However, their concern is at best misplaced and at worst being used against them. It's not entirely wrong to be concerned about sexual abuse and the exploration of children. The numbers passed around appear terrifying. The English-speaking world has seen the growth of grassroots organizations like the UK's "pedo hunters" and the (popular in the 80s) Faye Yeager's Children's Underground. What are the numbers?
The film has grossed $40 million at the box office.
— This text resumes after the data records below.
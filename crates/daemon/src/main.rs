//! Plexfarm Worker - Main Entry Point
//!
//! Connects to the orchestrator, runs transcodes on request and reports back.

mod config;
mod shutdown;
mod telemetry;

use anyhow::Result;
use clap::Parser;
use std::sync::Arc;
use tokio::task::JoinError;
use tracing::{error, info};

// Import workspace crates
use plexfarm_channel::ChannelClient;
use plexfarm_core::application::{shutdown_channel, CapabilitySampler, ShutdownReason, Supervisor};
use plexfarm_core::domain::{worker_event_channel, WorkerIdentity};
use plexfarm_core::port::id_provider::UuidProvider;
use plexfarm_core::port::time_provider::SystemTimeProvider;
use plexfarm_infra_system::{SysinfoCpuProbe, TranscoderLauncher};

use crate::config::WorkerConfig;
use crate::shutdown::SignalListener;

const VERSION: &str = env!("CARGO_PKG_VERSION");

/// Exit code for faults (panics, dead loops)
const FAULT_EXIT_CODE: i32 = 1;

#[tokio::main]
async fn main() -> Result<()> {
    // 1. Configuration and logging
    let config = WorkerConfig::parse();
    telemetry::init(config.log_format)?;
    shutdown::install_panic_hook();
    let mut signals = SignalListener::install()?;

    // 2. Identity
    let identity = WorkerIdentity::generate(&UuidProvider, config.host_label());

    let mut launcher = TranscoderLauncher::new(&config.transcoder_path, &config.transcoder_name);
    if let Some(allowlist) = config.env_allowlist() {
        launcher = launcher.with_env_allowlist(allowlist);
    }

    info!(
        version = VERSION,
        worker_id = %identity.worker_id,
        host = %identity.host,
        orchestrator_url = %config.orchestrator_url,
        transcoder = %launcher.binary().display(),
        "Plexfarm worker starting"
    );

    // 3. Wiring: every event funnels into the supervisor loop
    let (events_tx, events_rx) = worker_event_channel();
    let (shutdown_tx, shutdown_token) = shutdown_channel();

    let (client, channel) =
        ChannelClient::new(config.channel_config(), identity, events_tx.clone());
    let supervisor = Supervisor::new(
        Arc::new(launcher),
        Arc::new(channel),
        Arc::new(SystemTimeProvider),
        events_tx.clone(),
    );
    let sampler = CapabilitySampler::new(Arc::new(SysinfoCpuProbe::new()), config.cpu_interval());

    // 4. Start loops
    let mut supervisor_task = tokio::spawn(supervisor.run(events_rx, shutdown_token.clone()));
    let mut channel_task = tokio::spawn(client.run(shutdown_token.clone()));
    tokio::spawn(sampler.run(events_tx, shutdown_token));

    // 5. Whatever comes first ends the process. In-flight transcodes are left running.
    let (reason, code) = tokio::select! {
        signal = signals.recv() => {
            info!(
                signal = signal.name,
                code = signal.number,
                "Received termination signal, exiting"
            );
            (ShutdownReason::Signal(signal.number), signal.number)
        }
        result = &mut supervisor_task => {
            report_fatal("Task supervisor", result.map(|r| r.map_err(anyhow::Error::from)));
            (ShutdownReason::Fault, FAULT_EXIT_CODE)
        }
        result = &mut channel_task => {
            report_fatal("Control channel", result.map(|r| r.map_err(anyhow::Error::from)));
            (ShutdownReason::Fault, FAULT_EXIT_CODE)
        }
    };

    shutdown_tx.shutdown(reason);
    telemetry::flush();
    std::process::exit(code)
}

/// A long-running loop ended on its own; that is always fatal
fn report_fatal(component: &str, result: std::result::Result<Result<()>, JoinError>) {
    match result {
        Ok(Ok(())) => error!(component, "Stopped unexpectedly, worker exiting"),
        Ok(Err(e)) => error!(component, error = %e, "Failed, worker exiting"),
        Err(e) => error!(component, error = %e, "Crashed, worker exiting"),
    }
}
A report from the Counter-Trafficking Data Collaborative states that 67 percent of children trafficked are between the ages of 15 and 17 - while the film proposes that idea those trafficked are usually much younger. The 2020 Global Report on Trafficking in Persons shows that 50 per cent of detected victims in 2018 were trafficked for sexual exploitation, 38 per cent were exploited for forced labour, six per cent were subjected to forced criminal activity, while one per cent were coerced into begging and smaller numbers into forced marriages, organ removal, and other purposes. The detected forms of exploitation vary widely across different subregions. The share of detected victims trafficked for forced labour has steadily increased for more than a decade; most of these are boys.
The U.S. State Department has reported that traffickers transport 600,000 to 800,000 people across international borders each year, and less 50 percent of these victims are minors. Child trafficking victims often know and trust their traffickers, according to Teresa Huizar, CEO of the National Children's Alliance. Some victims are throwaway kids who are forced to trade sex for food and shelter, often with the trafficker calling themselves their boyfriend or girlfriend. Research shows that many child trafficking victims are LGBTQ or gender nonconforming youth who have been forced into the sex trade by someone close to them. The movie suggests that abductions occur more frequently in public places such as parking lots and playgrounds, and that young children are at a greater risk from strangers then people they know.
What is OUR? Operation Underground Railroad (OUR), founded in Utah in 2013, gained popularity on social media due to its focus on rescuing innocent children. It has gained attention from parenting groups, lifestyle influencers, and fitness enthusiasts due to its muscular approach. OUR says on its website and social media it has rescued and supported “thousands of survivors in 28 countries and 26 U.S. states,” including 3,000 around the world in 2019 alone. The charity’s annual report said it took in more than $21 million in donations for that year. They popularised raids of supposed trafficking by filming them and inviting journalists, influencers, and even Glenn Beck. What does a raid look like? Well, in 2014 a writer joined OUR on one of their raids. Here is an except:
Ballard and I are both Mormon... My dad, who loved my work, kept a few cards with my blog information in his wallet. [This is] how Ballard knew I was a writer.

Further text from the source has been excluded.